For years these reports came in from residents and visitors, and it got so bad that the university actually ended up closing the room down, not allowing any residents to live there, sealing it shut, and deeming it “uninhabitable.” To this day the room remains closed off and off-limits, whatever is in there contained, but there is plenty of other paranormal activity reported from other areas of Wilson Hall as well, although the residents seem to take it all in stride and even seem to be proud of it. Are the tales real that a girl died here real, and if so was her mind possibly infected by malevolent forces that continue to gravitate towards that room for reasons we may never understand? Or is this just a good dose of spooky urban legend and local lore? It is curious that it was all enough to convince the university to actually seal the room off indefinitely, and whether it is really haunted or not, that door remains locked and its dark secrets sequestered within, whatever those may be.

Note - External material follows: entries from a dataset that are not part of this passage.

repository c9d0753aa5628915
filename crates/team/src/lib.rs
//! # Librarian Team
//!
//! The orchestration layer: task planning, specialist routing, context
//! budgeting, result compilation, and the processing session state machine
//! that ties them together.
//!
//! ## Architecture
//!
//! [`ProcessingSession`] drives one request through:
//! 1. [`TaskPlanner`] — free-text request into discrete categorized tasks
//! 2. [`SpecialistRouter`] — each task to its specialist, sequentially
//! 3. [`ContextBudgetTracker`] — running token accounting per session
//! 4. [`compiler`] — joined final output, or the first pending clarification
//!
//! Sessions suspended on a clarification persist across processes via
//! [`SnapshotStore`].

pub mod budget;
pub mod compiler;
pub mod planner;
pub mod session;
pub mod snapshot;
pub mod specialists;

#[cfg(test)]
pub(crate) mod test_helpers;

pub use budget::ContextBudgetTracker;
pub use compiler::{CompileOutcome, compile, output_truncated};
pub use planner::{TaskPlanner, plan_with_keywords};
pub use session::{
    OrchestratorConfig, PendingClarification, ProcessingSession, SessionOutcome, SessionState,
};
pub use snapshot::{SessionSnapshot, SnapshotStore};
pub use specialists::{SpecialistProfile, SpecialistRouter, is_clarification, profile_for};
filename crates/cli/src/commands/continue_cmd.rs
//! `librarian continue` — Continue output cut off by the length ceiling.

use anyhow::Context;
use librarian_config::AppConfig;
use librarian_team::{ProcessingSession, output_truncated};

use super::{build_provider, discards_session, orchestrator_config, snapshot_store};

pub async fn run() -> anyhow::Result<()> {
    let config = AppConfig::load().context("Failed to load config")?;
    let provider = build_provider(&config)?;
    let store = snapshot_store(&config);

    let snapshot = store
        .load()
        .context("No session to continue — run `librarian process` first")?;
    let mut session = ProcessingSession::from_snapshot(orchestrator_config(&config), snapshot);

    let full = match session.continue_processing(&provider).await {
        Ok(full) => full,
        Err(e) => {
            // A failed session is not resumable; state misuse keeps it
            if discards_session(&e) {
                store.clear()?;
            }
            return Err(e.into());
        }
    };

    println!("{full}");

    if output_truncated(&full) {
        store.save(&session.snapshot())?;
        eprintln!("\n⚠️  Output still appears truncated — run `librarian continue` again");
    } else {
        store.clear()?;
    }

    Ok(())
}
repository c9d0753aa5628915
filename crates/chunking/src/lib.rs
//! # Librarian Chunking
//!
//! Structure-aware splitting of oversized documents into bounded chunks, and
//! boundary-preserving reassembly of chunk-level results.
//!
//! The usual entry points are the facades:
//! - [`smart_chunk`] — detect the document structure, then chunk at the
//!   granularity it allows
//! - [`merge_with_headers`] — reassemble processed chunks with section
//!   headers
//!
//! Chunking and merging are pure, CPU-only operations with no I/O. The
//! source text is never mutated.

pub mod chunker;
pub mod detector;
pub mod merger;

pub use chunker::{DEFAULT_MAX_CHUNK_SIZE, DocumentChunker};
pub use detector::detect;
pub use merger::{ChunkResult, MergedOutput, merge, merge_plain};

use librarian_core::{Chunk, ChunkError};

/// Detect the document structure, then chunk with the detected kind.
///
/// Equivalent to calling [`detect`] followed by [`DocumentChunker::chunk`];
/// provided for caller convenience.
pub fn smart_chunk(text: &str, max_chunk_size: usize) -> Result<Vec<Chunk>, ChunkError> {
    let chunker = DocumentChunker::new(max_chunk_size)?;
    Ok(chunker.chunk(text, detect(text)))
}

/// Merge processed chunk results into one document with section headers.
pub fn merge_with_headers(results: Vec<ChunkResult>) -> String {
    merge(results).text
}

/// Estimate the number of pages in a document by character count.
pub fn estimate_pages(content: &str, chars_per_page: usize) -> usize {
    let chars_per_page = chars_per_page.max(1);
    (content.chars().count() / chars_per_page).max(1)
}
use serde::Serialize;

/// Payload for the liveness endpoint.
#[derive(Serialize, Debug)]
pub struct Health {
    pub status: &'static str,
}
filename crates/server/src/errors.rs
use axum::http::StatusCode;
use axum::response::{IntoResponse, Response};
use axum::Json;
use tracing::error;

use service::errors::ServiceError;

/// JSON error body shared by every handler: a short title plus an
/// optional human-readable detail.
#[derive(Debug)]
pub struct JsonApiError {
    status: StatusCode,
    title: &'static str,
    detail: Option<String>,
}

impl JsonApiError {
    pub fn new(status: StatusCode, title: &'static str, detail: Option<String>) -> Self {
        Self { status, title, detail }
    }

    pub fn not_found(entity: &str, id: i32) -> Self {
        Self::new(
            StatusCode::NOT_FOUND,
            "Not Found",
            Some(format!("{entity} {id} not found")),
        )
    }
}

impl IntoResponse for JsonApiError {
    fn into_response(self) -> Response {
        if self.status.is_server_error() {
            error!(status = %self.status, detail = ?self.detail, "request failed");
        }
        let body = serde_json::json!({"error": self.title, "detail": self.detail});
        (self.status, Json(body)).into_response()
    }
}

impl From<ServiceError> for JsonApiError {
    fn from(err: ServiceError) -> Self {
        match err {
            ServiceError::Validation(msg) => {
                Self::new(StatusCode::BAD_REQUEST, "Validation Error", Some(msg))
            }
            ServiceError::Conflict(msg) => {
                Self::new(StatusCode::CONFLICT, "Conflict", Some(msg))
            }
            ServiceError::Store(e) => Self::new(
                StatusCode::INTERNAL_SERVER_ERROR,
                "Internal Server Error",
                Some(e.to_string()),
            ),
        }
    }
}
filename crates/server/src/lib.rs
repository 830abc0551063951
pub mod errors;
pub mod routes;
pub mod startup;

pub use startup::run;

In addition to the university and the ruins of the still abandoned parts of the asylum are its cemeteries. Here there are numerous reports of strange lights and shadowy apparitions, including one that will apparently lead visitors to a barren patch of ground only to vanish, leading to theories that this is where his grave once was. The cemeteries have also long been said to be used by witches and Satanists to carry out dark rituals and whether any of this is true or not, the decrepit state of the cemeteries is spooky enough that it isn’t too hard to see why such stories are drawn to them. The former Athens Insane Asylum and its surroundings have persistently been listed as among one of the most haunted places in the United States, drawing in all manner of investigators and weird tales. What it is that draws these forces to this place, not only with its dark history, but also with hauntings that come after that. Is there something special here that makes these things gravitate towards it? Is it at some nexus point of the weird that we can’t now comprehend? Or is it all just tall tales and urban legends flitting about an undeniably creepy place? It remains to be seen.